Of course, these comments should be taken with a pinch of salt. Ericsson sells wireless equipment to cell phone companies. It doesn't make Wi-Fi gear. So it shouldn't come as a shock that the company would publicly slam Wi-Fi, while promoting its own flavor of wireless broadband, called HSPA (High Speed Packet Access).
In some ways, I agree with Bergendahl. Wi-Fi has its limitations. But I don't see the technology fading into the sunset just yet, or going the way of the public telephone booth anytime soon.
The pros and cons of Wi-Fi
It's true that Wi-Fi signals don't travel over long distances, making coverage spotty at best. This also means that because hot spots are often independently run within the confines of a limited space, like coffee shops or airports, there's no seamless, ubiquitous coverage. I'm the first to admit that I'm annoyed when my signal drops and I'm forced to re-sign into wireless hot spots.

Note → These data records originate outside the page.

fn print_parsed_plain(parsed: &ParsedCommand, palette: &Palette) {
    let start = parsed.start_time.as_deref().unwrap_or("-");
    let end = parsed.end_time.as_deref().unwrap_or("-");
    let reminder = match parsed.reminder_minutes {
        Some(minutes) => format!("{minutes} min"),
        None => "-".to_string(),
    };
    let tone = match parsed.ringtone_id {
        Some(id) => ringtones::ringtone_by_id(id).name.to_string(),
        None => "-".to_string(),
    };
    println!(
        "Parsed: {} | {} to {} | {} | reminder {} | tone {}",
        palette.accentize(&parsed.task_name),
        start,
        end,
        parsed.mode.label(),
        reminder,
        tone
    );
}

fn print_analytics_plain(analytics: &YearAnalytics, month: u8, palette: &Palette) {
    println!("{}", palette.accentize(&format!("Schedules in {}", analytics.year)));
    println!(
        "{}",
        render_rows(vec![
            CountRow { metric: "Past", count: analytics.status_breakdown.past },
            CountRow { metric: "Current", count: analytics.status_breakdown.current },
            CountRow { metric: "Future", count: analytics.status_breakdown.future },
        ])
    );

    println!("{}", palette.accentize("Progress"));
    println!(
        "{}",
        render_rows(vec![
            CountRow { metric: "Not Started", count: analytics.progress.not_started },
            CountRow { metric: "In Progress", count: analytics.progress.in_progress },
            CountRow { metric: "Completed", count: analytics.progress.completed },
            CountRow { metric: "Cancelled", count: analytics.progress.cancelled },
        ])
    );

    println!("{}", palette.accentize("Engagement"));
    println!(
        "{}",
        render_rows(vec![
            CountRow { metric: "Online", count: analytics.engagement.online },
            CountRow { metric: "In-Person", count: analytics.engagement.in_person },
        ])
    );

    println!("{}", palette.accentize("Monthly bookings"));
    let month_rows: Vec<MonthRow> = analytics
        .monthly_booked
        .iter()
        .map(|entry| MonthRow { month: entry.month.clone(), count: entry.count })
        .collect();
    println!("{}", render_rows(month_rows));

    println!("{}", palette.accentize("Availability"));
    let availability_rows: Vec<AvailabilityRow> = analytics
        .available_days
        .iter()
        .map(|entry| AvailabilityRow {
            month: entry.month.clone(),
            total_days: entry.total_days,
            booked_days: entry.booked_days,
            available: entry.available,
        })
        .collect();
    println!("{}", render_rows(availability_rows));

    println!("{}", palette.accentize(&format!("Daily bookings, month {month}")));
    if analytics.daily_booked.is_empty() {
        println!("No bookings.");
    } else {
        let day_rows: Vec<DayRow> = analytics
            .daily_booked
            .iter()
            .map(|entry| DayRow { date: entry.date.clone(), count: entry.count })
            .collect();
        println!("{}", render_rows(day_rows));
    }
}

fn print_fired_plain(fired: &[FiredReminder]) {
    if fired.is_empty() {
        println!("No reminders due.");
        return;
    }
    for reminder in fired {
        println!("Fired reminder: {} ({})", reminder.task_name, reminder.schedule_id);
    }
}

/// Create from a parsed utterance; shared by `say` and `dictate`.
fn create_from_utterance(
    text: &str,
    date: Option<&str>,
    config: &Config,
    json: bool,
    palette: &Palette,
) -> Result<(), AppError> {
    let parsed = parser::parse_command(text)
        .ok_or_else(|| AppError::invalid_input("text is required"))?;
    let date = parse_cli_date(date)?;
    let draft = schedule_api::draft_from_command(&parsed, date, local_offset(), config)?;
    let schedule = schedule_api::create_schedule(draft)?;

    if json {
        let json = serde_json::json!({ "parsed": parsed, "schedule": schedule });
        println!("{json}");
    } else {
        print_parsed_plain(&parsed, palette);
        println!(
            "Added schedule: {} ({})",
            palette.accentize(&schedule.task_name),
            schedule.id
        );
    }
    Ok(())
}

fn read_transcript_from_stdin(palette: &Palette) -> Result<String, AppError> {
    let mut session = TranscriptSession::new();
    let stdin = io::stdin();
    let interactive = stdin.is_terminal();
    let mut stdin_lock = stdin.lock();
    let mut line = String::new();

    loop {
        line.clear();
        let bytes = stdin_lock
            .read_line(&mut line)
            .map_err(|err| AppError::io(err.to_string()))?;
        if bytes == 0 {
            break;
        }
        let segment = line.trim();
        if segment.is_empty() {
            break;
        }
        session.push_segment(true, segment);
        if interactive
            && let Some(parsed) = parser::parse_command(&session.snapshot())
        {
            print_parsed_plain(&parsed, palette);
        }
    }

    if session.is_empty() {
        return Err(AppError::invalid_input(SpeechError::NoSpeech.user_message()));
    }
    Ok(session.snapshot())
}

fn wait_for_stdin_close() -> Result<(), AppError> {
    let stdin = io::stdin();
    let mut stdin_lock = stdin.lock();
    let mut line = String::new();
    loop {
        line.clear();
        let bytes = stdin_lock
            .read_line(&mut line)
            .map_err(|err| AppError::io(err.to_string()))?;
        if bytes == 0 {
            return Ok(());
        }
    }
}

Broadband wireless service through a carrier definitely offers wider coverage. And it's more convenient. But it's expensive. In the U.S., Verizon Wireless charges $60 a month for 5GB of downloads per month and $40 a month for a service that allows 50MB of downloads per month. By contrast, many Wi-Fi hot spots are free. And if they aren't free, people can pay by the hour or by the day to use the services, a great option for casual users who need wireless broadband only occasionally.
There are other issues associated with wireless broadband offered through carriers. Because carriers use different technology standards to build networks, access cards from one provider can't be used on another's network. This is one reason why embedding 3G wireless service into laptops hasn't taken off. Consumers don't want to be locked into a single wireless broadband provider the way they are with a cell phone provider.

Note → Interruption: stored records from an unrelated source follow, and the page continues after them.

use crate::error::AppError;

#[cfg(target_os = "linux")]
mod linux;
#[cfg(target_os = "linux")]
pub use linux::LinuxNotifier;

#[cfg(windows)]
mod windows;
#[cfg(windows)]
pub use windows::WindowsNotifier;

/// Rendered reminder ready for platform delivery. The tag equals the
/// schedule id so repeat notifications for one schedule coalesce where
/// the platform supports it.
#[derive(Debug, Clone, PartialEq, Eq)]
pub struct ReminderMessage {
    pub title: String,
    pub body: String,
    pub tag: String,
}

pub trait Notifier: Send {
    fn notify(&self, message: &ReminderMessage) -> Result<(), AppError>;

    fn notify_with_action(&self, message: &ReminderMessage, action: &str) -> Result<(), AppError> {
        let _ = action;
        self.notify(message)
    }
}

pub struct NoopNotifier;

impl Notifier for NoopNotifier {
    fn notify(&self, _message: &ReminderMessage) -> Result<(), AppError> {
        Ok(())
    }
}

pub fn notifier_from_env() -> Result<Box<dyn Notifier>, AppError> {
    if std::env::var("CALCLI_DISABLE_NOTIFICATIONS").is_ok() {
        return Ok(Box::new(NoopNotifier));
    }
    platform_notifier()
}

const ACTION_PREFIX: &str = "show:";

pub fn activation_argument(schedule_id: &str) -> String {
    format!("{ACTION_PREFIX}{schedule_id}")
}

pub fn parse_activation_argument(argument: &str) -> Option<String> {
    argument
        .strip_prefix(ACTION_PREFIX)
        .map(|id| id.to_string())
}

pub fn launch_show(schedule_id: &str) -> Result<(), AppError> {
    let exe = std::env::current_exe().map_err(|err| AppError::io(err.to_string()))?;
    std::process::Command::new(exe)
        .arg("show")
        .arg(schedule_id)
        .spawn()
        .map_err(|err| AppError::io(err.to_string()))?;
    Ok(())
}

#[cfg(target_os = "linux")]
pub fn platform_notifier() -> Result<Box<dyn Notifier>, AppError> {
    Ok(Box::new(LinuxNotifier))
}

#[cfg(windows)]
pub fn platform_notifier() -> Result<Box<dyn Notifier>, AppError> {
    Ok(Box::new(WindowsNotifier))
}

#[cfg(not(any(target_os = "linux", windows)))]
pub fn platform_notifier() -> Result<Box<dyn Notifier>, AppError> {
    tracing::warn!("notifications are not supported on this platform");
    Ok(Box::new(NoopNotifier))
}
use crate::error::AppError;
use crate::model::Schedule;
use serde::{Deserialize, Serialize};
use std::path::{Path, PathBuf};

pub const SCHEMA_VERSION: u32 = 1;
const STORE_FILE_NAME: &str = "schedules.json";
const NOTIFIED_FILE_NAME: &str = "notified.json";

#[derive(Debug, Serialize, Deserialize)]
struct StoredSchedules {
    schema_version: u32,
    schedules: Vec<Schedule>,
}

#[derive(Debug, Serialize, Deserialize)]
struct StoredNotified {
    schema_version: u32,
    #[serde(default)]
    notified: Vec<String>,
}

fn data_dir() -> Result<PathBuf, AppError> {
    if let Ok(path) = std::env::var("CALCLI_DATA_DIR")
        && !path.trim().is_empty()
    {
        return Ok(PathBuf::from(path));
    }

    if cfg!(windows) {
        let appdata =
            std::env::var("APPDATA").map_err(|_| AppError::invalid_data("APPDATA is not set"))?;
        Ok(PathBuf::from(appdata).join("calcli"))
    } else {
        let home = std::env::var("HOME").map_err(|_| AppError::invalid_data("HOME is not set"))?;
        Ok(PathBuf::from(home).join(".config").join("calcli"))
    }
}

pub fn store_path() -> Result<PathBuf, AppError> {
    if let Ok(path) = std::env::var("CALCLI_STORE_PATH")
        && !path.trim().is_empty()
    {
        return Ok(PathBuf::from(path));
    }
    Ok(data_dir()?.join(STORE_FILE_NAME))
}

pub fn notified_path() -> Result<PathBuf, AppError> {
    if let Ok(path) = std::env::var("CALCLI_NOTIFIED_PATH")
        && !path.trim().is_empty()
    {
        return Ok(PathBuf::from(path));
    }
    Ok(data_dir()?.join(NOTIFIED_FILE_NAME))
}

pub fn load_schedules(path: &Path) -> Result<Vec<Schedule>, AppError> {
    if !path.exists() {
        return Ok(Vec::new());
    }

    let content = std::fs::read_to_string(path).map_err(|err| AppError::io(err.to_string()))?;
    let stored: StoredSchedules =
        serde_json::from_str(&content).map_err(|err| AppError::invalid_data(err.to_string()))?;

    if !(1..=SCHEMA_VERSION).contains(&stored.schema_version) {
        return Err(AppError::invalid_data("schema_version mismatch"));
    }

    Ok(stored.schedules)
}

pub fn save_schedules(path: &Path, schedules: &[Schedule]) -> Result<(), AppError> {
    let stored = StoredSchedules {
        schema_version: SCHEMA_VERSION,
        schedules: schedules.to_vec(),
    };
    write_pretty(path, &stored)
}

pub fn load_notified(path: &Path) -> Result<Vec<String>, AppError> {
    if !path.exists() {
        return Ok(Vec::new());
    }

    let content = std::fs::read_to_string(path).map_err(|err| AppError::io(err.to_string()))?;
    let stored: StoredNotified =
        serde_json::from_str(&content).map_err(|err| AppError::invalid_data(err.to_string()))?;

    if !(1..=SCHEMA_VERSION).contains(&stored.schema_version) {
        return Err(AppError::invalid_data("schema_version mismatch"));
    }

    Ok(stored.notified)
}

pub fn save_notified(path: &Path, keys: &[String]) -> Result<(), AppError> {
    let stored = StoredNotified {
        schema_version: SCHEMA_VERSION,
        notified: keys.to_vec(),
    };
    write_pretty(path, &stored)
}

fn write_pretty<T: Serialize>(path: &Path, value: &T) -> Result<(), AppError> {
    if let Some(parent) = path.parent() {
        std::fs::create_dir_all(parent).map_err(|err| AppError::io(err.to_string()))?;
    }

    let content =
        serde_json::to_string_pretty(value).map_err(|err| AppError::invalid_data(err.to_string()))?;
    std::fs::write(path, content).map_err(|err| AppError::io(err.to_string()))?;

    #[cfg(unix)]
    {
        use std::os::unix::fs::PermissionsExt;
        let permissions = std::fs::Permissions::from_mode(0o600);
        std::fs::set_permissions(path, permissions).map_err(|err| AppError::io(err.to_string()))?;
    }

    Ok(())
}
use std::fmt;

#[derive(Debug, Clone, PartialEq, Eq)]
pub enum AppError {
    InvalidInput(String),
    InvalidData(String),
    Io(String),
    Remote(String),
}

impl AppError {
    pub fn invalid_input<M: Into<String>>(message: M) -> Self {
        Self::InvalidInput(message.into())
    }

    pub fn invalid_data<M: Into<String>>(message: M) -> Self {
        Self::InvalidData(message.into())
    }

    pub fn io<M: Into<String>>(message: M) -> Self {
        Self::Io(message.into())
    }

    pub fn remote<M: Into<String>>(message: M) -> Self {
        Self::Remote(message.into())
    }

    pub fn code(&self) -> &'static str {
        match self {
            Self::InvalidInput(_) => "invalid_input",
            Self::InvalidData(_) => "invalid_data",
            Self::Io(_) => "io_error",
            Self::Remote(_) => "remote_error",
        }
    }

    pub fn message(&self) -> &str {
        match self {
            Self::InvalidInput(message) => message,
            Self::InvalidData(message) => message,
            Self::Io(message) => message,
            Self::Remote(message) => message,
        }
    }
}

impl fmt::Display for AppError {
    fn fmt(&self, f: &mut fmt::Formatter<'_>) -> fmt::Result {
        write!(f, "{} - {}", self.code(), self.message())
    }
}

impl std::error::Error for AppError {}
mod schedule;

pub use schedule::{Mode, Schedule, ScheduleStatus};
pub mod analytics;
pub mod config;
pub mod error;
pub mod model;
pub mod notify;
pub mod parser;
pub mod reminder;
pub mod remote;
pub mod ringtones;
pub mod schedule_api;
pub mod storage;
pub mod transcript;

This could be changing. Qualcomm has introduced a chipset called Gobi that operates on CDMA2000 EV-DO and UMTS HSPA networks worldwide. This could allow laptop makers to sell notebooks with embedded radios that could be used over different networks, theoretically allowing people to roam between networks. Gobi chipsets are expected to start appearing in laptops in the second quarter of 2008.
Another significant reason Wi-Fi isn't going to die anytime soon is because it's already in wide use in millions of end-user devices. And because the technology is standardized and manufactured in bulk, it's relatively cheap. This has helped it become almost a standard feature in any laptop computer sold today. And it's already getting installed on other small handheld devices like music players, such as the iPod Touch from Apple. Handset makers are also including Wi-Fi in their phones. And other consumer electronics makers are embedding Wi-Fi into home entertainment products to eliminate wires.
I agree with Bergendahl that wireless broadband will grow phenomenally in the next few years. But I am not convinced that the rise of 3G or even 4G wireless broadband services means the end of Wi-Fi. In fact, I see the two technologies co-existing.
Even though wireless broadband signals travel over longer distances than Wi-Fi, coverage inside buildings is often poor. Because of this fact, wireless broadband may be used outdoors, while Wi-Fi is used indoors. T-Mobile's Wi-Fi at Home already offers this type of service for its voice customers. Subscribers to the service use Wi-Fi when at home, and the T-Mobile cellular network when outside the home. This hybrid approach could also work well for broadband services. And it would also help carriers better control bandwidth usage on their networks.